Impact of vitamin D system on ventricular remodeling

The micronutrient vitamin D has long been appreciated for its role in the homeostasis of bone and in the prevention of rickets. Many studies have shown that vitamin D supplementation may also be effective in the prevention and treatment of disorders of the immune system and inflammation, as well as of diseases such as diabetes, cancer and osteoarthritis. There is growing evidence sustaining an important role for vitamin D on heart health as well. Recent studies have demonstrated that vitamin D deficiency is very common in patients affected by chronic renal disease or heart failure, and it is associated with poor outcome among these patients. Heart failure has its origins rooted in adverse structural, biochemical and molecular remodeling of myocardium.

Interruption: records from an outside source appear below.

#[cfg(test)]
mod tests {
    use super::super::*;
    use image::{ColorType, Rgba, RgbaImage};
    use pretty_assertions::assert_eq;

    const BACKGROUND: Rgba<u8> = Rgba([40, 40, 40, 255]);
    const PAGE: Rgba<u8> = Rgba([250, 248, 240, 255]);

    /// Frame with a page-colored block spanning `x_range` on every row
    fn frame_with_page(width: u32, height: u32, x_range: std::ops::Range<u32>) -> DynamicImage {
        let image = RgbaImage::from_fn(width, height, |x, _| {
            if x_range.contains(&x) { PAGE } else { BACKGROUND }
        });
        DynamicImage::ImageRgba8(image)
    }

    #[test]
    fn test_bounds_follow_probe_row() {
        let frame = frame_with_page(300, 200, 50..250);
        let bounds = ImageTrimmer::new().bounds(&frame);
        assert_eq!(
            bounds,
            TrimBounds {
                start_x: 50,
                end_x: 250,
                height: 200
            }
        );

        let trimmed = ImageTrimmer::new().trim(&frame);
        assert_eq!(trimmed.dimensions(), (200, 200));
    }

    #[test]
    fn test_gradient_edges_are_background() {
        // Edge columns change color per row; the page is only on the probe row's middle
        let image = RgbaImage::from_fn(120, 150, |x, y| {
            if y == PROBE_ROW && (30..90).contains(&x) {
                PAGE
            } else {
                Rgba([y as u8, y as u8, 0, 255])
            }
        });
        let frame = DynamicImage::ImageRgba8(image);
        let bounds = ImageTrimmer::new().bounds(&frame);
        assert_eq!((bounds.start_x, bounds.end_x), (30, 90));
    }

    #[test]
    fn test_no_content_keeps_full_frame() {
        let frame = frame_with_page(64, 128, 0..0);
        let bounds = ImageTrimmer::with_chrome_margin(58).bounds(&frame);
        assert_eq!(
            bounds,
            TrimBounds {
                start_x: 0,
                end_x: 64,
                height: 128
            }
        );
    }

    #[test]
    fn test_retrimming_does_not_shrink() {
        let trimmer = ImageTrimmer::new();
        let once = trimmer.trim(&frame_with_page(300, 200, 40..260));
        let twice = trimmer.trim(&once);
        assert_eq!(once.dimensions(), (220, 200));
        assert_eq!(twice.dimensions(), once.dimensions());
        assert_eq!(twice.to_rgba8(), once.to_rgba8());
    }

    #[test]
    fn test_chrome_margin_applied_inside_detected_edges() {
        let frame = frame_with_page(400, 200, 80..320);
        let bounds = ImageTrimmer::with_chrome_margin(58).bounds(&frame);
        assert_eq!((bounds.start_x, bounds.end_x), (138, 262));
    }

    #[test]
    fn test_chrome_margin_skipped_when_it_would_invert_bounds() {
        let frame = frame_with_page(400, 200, 150..250);
        let bounds = ImageTrimmer::with_chrome_margin(58).bounds(&frame);
        assert_eq!((bounds.start_x, bounds.end_x), (150, 250));
    }

    #[test]
    fn test_short_frames_probe_last_row() {
        let frame = frame_with_page(50, 10, 10..20);
        let bounds = ImageTrimmer::new().bounds(&frame);
        assert_eq!((bounds.start_x, bounds.end_x), (10, 20));

        let tiny = DynamicImage::ImageRgba8(RgbaImage::new(1, 1));
        assert_eq!(ImageTrimmer::new().trim(&tiny).dimensions(), (1, 1));

        let empty = DynamicImage::ImageRgba8(RgbaImage::new(0, 0));
        assert_eq!(ImageTrimmer::new().bounds(&empty).width(), 0);
    }

    #[test]
    fn test_normalize_for_output_format() {
        let frame = frame_with_page(10, 10, 2..8);
        assert_eq!(
            normalize_for(frame.clone(), ImageFormat::Jpeg).color(),
            ColorType::Rgb8
        );
        assert_eq!(
            normalize_for(frame, ImageFormat::Png).color(),
            ColorType::Rgba8
        );
    }
}
//! Viewer navigation shared by the site variants.
//!
//! A viewer goes through `Loading → Warning? → Description? → Ready →
//! Paging → LastPage? → Done`. [`ViewerNavigator::prepare`] covers everything
//! up to `Ready`; the capture session drives the rest.

use anyhow::Context;
use async_trait::async_trait;
use image::DynamicImage;
use std::path::Path;
use tracing::debug;

use crate::driver::{BrowserDriver, ViewerKey};
use crate::errors::CaptureError;
use crate::output::ensure_directory;
use crate::trimmer::ImageTrimmer;
use crate::types::{BindingSide, PageCount};

#[async_trait]
pub trait ViewerNavigator: Send {
    /// Dismiss warning and instructional overlays
    async fn prepare(&mut self) -> Result<(), CaptureError>;

    /// Settle which key turns the page forward
    async fn resolve_binding_side(&mut self) -> Result<BindingSide, CaptureError>;

    /// Move to the first frame of the book
    async fn rewind(&mut self) -> Result<(), CaptureError>;

    /// Declared and displayed page counts; `None` when the viewer never
    /// reports a usable number
    async fn discover_page_count(&mut self) -> Result<Option<PageCount>, CaptureError>;

    /// Whether the viewer is past its last content frame
    async fn is_terminal(&mut self) -> Result<bool, CaptureError>;

    /// Raw frame currently shown
    async fn capture(&mut self, index: usize) -> Result<DynamicImage, CaptureError>;

    async fn advance(&mut self) -> Result<(), CaptureError>;

    /// How captured frames are cropped; `None` saves them untouched
    fn trimmer(&self) -> Option<ImageTrimmer>;
}

/// Physical keys for the logical page directions
#[derive(Debug, Clone, Copy, PartialEq, Eq)]
pub struct KeyBinding {
    pub next: ViewerKey,
    pub previous: ViewerKey,
}

impl KeyBinding {
    /// Right-bound books lay pages right to left, so "next" is the left arrow
    pub fn for_side(side: BindingSide) -> Self {
        match side {
            BindingSide::Left => KeyBinding {
                next: ViewerKey::ArrowRight,
                previous: ViewerKey::ArrowLeft,
            },
            BindingSide::Right | BindingSide::Unknown => KeyBinding {
                next: ViewerKey::ArrowLeft,
                previous: ViewerKey::ArrowRight,
            },
        }
    }
}

/// Evaluate an advisory check; a script that fails counts as `false`
pub async fn probe(driver: &dyn BrowserDriver, script: &str) -> bool {
    match driver.evaluate(script).await {
        Ok(value) => value.as_bool().unwrap_or(false),
        Err(e) => {
            let err = CaptureError::ScriptEvaluationFailed(e.to_string());
            debug!("{}; treating as false", err);
            false
        }
    }
}

/// Where screenshot variants keep the last raw frame
pub const SCRATCH_SCREENSHOT: &str = "/tmp/k/K-AutoBook.png";

/// Screenshot the viewport through the scratch file and decode it
pub async fn screenshot_frame(
    driver: &dyn BrowserDriver,
    scratch: &Path,
) -> Result<DynamicImage, CaptureError> {
    if let Some(parent) = scratch.parent() {
        ensure_directory(parent)?;
    }
    driver.screenshot(scratch).await?;
    let frame = image::open(scratch)
        .context(format!("Failed to decode screenshot {}", scratch.display()))?;
    Ok(frame)
}

#[cfg(test)]
mod tests {
    use super::*;

    #[test]
    fn test_key_binding_is_inverted_relative_to_side() {
        let left = KeyBinding::for_side(BindingSide::Left);
        assert_eq!(left.next, ViewerKey::ArrowRight);
        assert_eq!(left.previous, ViewerKey::ArrowLeft);

        let right = KeyBinding::for_side(BindingSide::Right);
        assert_eq!(right.next, ViewerKey::ArrowLeft);
        assert_eq!(right.previous, ViewerKey::ArrowRight);

        assert_eq!(KeyBinding::for_side(BindingSide::Unknown), right);
    }
}
//! The browser operations the capture and login state machines rely on.
//!
//! `webdriver::Browser` implements this over a real WebDriver session; tests
//! substitute a scripted implementation.

use anyhow::Result;
use async_trait::async_trait;
use serde_json::Value;
use std::path::Path;

/// Keys the viewers react to
#[derive(Debug, Clone, Copy, PartialEq, Eq)]
pub enum ViewerKey {
    ArrowLeft,
    ArrowRight,
    Space,
}

/// Result of fetching a URL directly
#[derive(Debug, Clone)]
pub struct FetchResponse {
    pub status: u16,
    pub body: Vec<u8>,
}

impl FetchResponse {
    pub fn is_ok(&self) -> bool {
        self.status == 200
    }
}

#[async_trait]
pub trait BrowserDriver: Send + Sync {
    /// Navigate and wait for the document to finish loading
    async fn visit(&self, url: &str) -> Result<()>;

    async fn current_url(&self) -> Result<String>;

    async fn title(&self) -> Result<String>;

    /// Evaluate a script body and return its `return` value
    async fn evaluate(&self, script: &str) -> Result<Value>;

    /// Run a script for its side effects
    async fn execute(&self, script: &str) -> Result<()>;

    /// Number of elements matching a CSS selector
    async fn count(&self, selector: &str) -> Result<usize>;

    /// Visible text of the first element matching a CSS selector
    async fn text(&self, selector: &str) -> Result<Option<String>>;

    /// Attribute of the first element matching a CSS selector
    async fn attribute(&self, selector: &str, name: &str) -> Result<Option<String>>;

    /// Attribute of every element matching a CSS selector
    async fn attributes(&self, selector: &str, name: &str) -> Result<Vec<Option<String>>>;

    /// Click the first element matching a CSS selector
    async fn click(&self, selector: &str) -> Result<()>;

    /// Click the first link with exactly this text
    async fn click_link(&self, text: &str) -> Result<()>;

    /// Replace the value of the form field with this `name`
    async fn fill(&self, name: &str, value: &str) -> Result<()>;

    /// Send a key-down event for a single key
    async fn press(&self, key: ViewerKey) -> Result<()>;

    /// Send a key while Shift is held
    async fn press_with_shift(&self, key: ViewerKey) -> Result<()>;

    /// Type plain characters into the focused page
    async fn send_text(&self, text: &str) -> Result<()>;

    /// Save a screenshot of the viewport as PNG
    async fn screenshot(&self, path: &Path) -> Result<()>;

    /// Fetch a URL outside the page context
    async fn fetch(&self, url: &str) -> Result<FetchResponse>;
}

Vitamin D receptors (VDR) are widespread in the myocardial cellular constituents, including cardiomyocytes, thus justifying an in-depth analysis of how vitamin D accounts for the causes and consequences of adverse heart remodeling. Vitamin D effects are translated at the cellular level through the activation of the specific nuclear receptor by the active metabolite of vitamin D, 1,25-dihydroxyvitamin D. Vitamin D is a negative regulator of the renin-angiotensin system and acts to reduce hypertrophic, apoptotic and pro-fibrotic gene expression. Mechanistic insights were gained mainly by experimental studies on VDR-deficient mice, which develop hypertension and adverse cardiac remodeling mediated via the renin-angiotensin system. In addition, studies on mouse models of cardiomyocyte-specific deletion of VDR demonstrated an increase in myocyte size and left ventricular hypertrophy in the conditional knockout. Given the clinical impact of adverse ventricular remodeling, this review summarizes current knowledge on vitamin D and its biology in heart failure to extend our understanding of factors that may act against ventricular hypertrophy and abnormal geometry.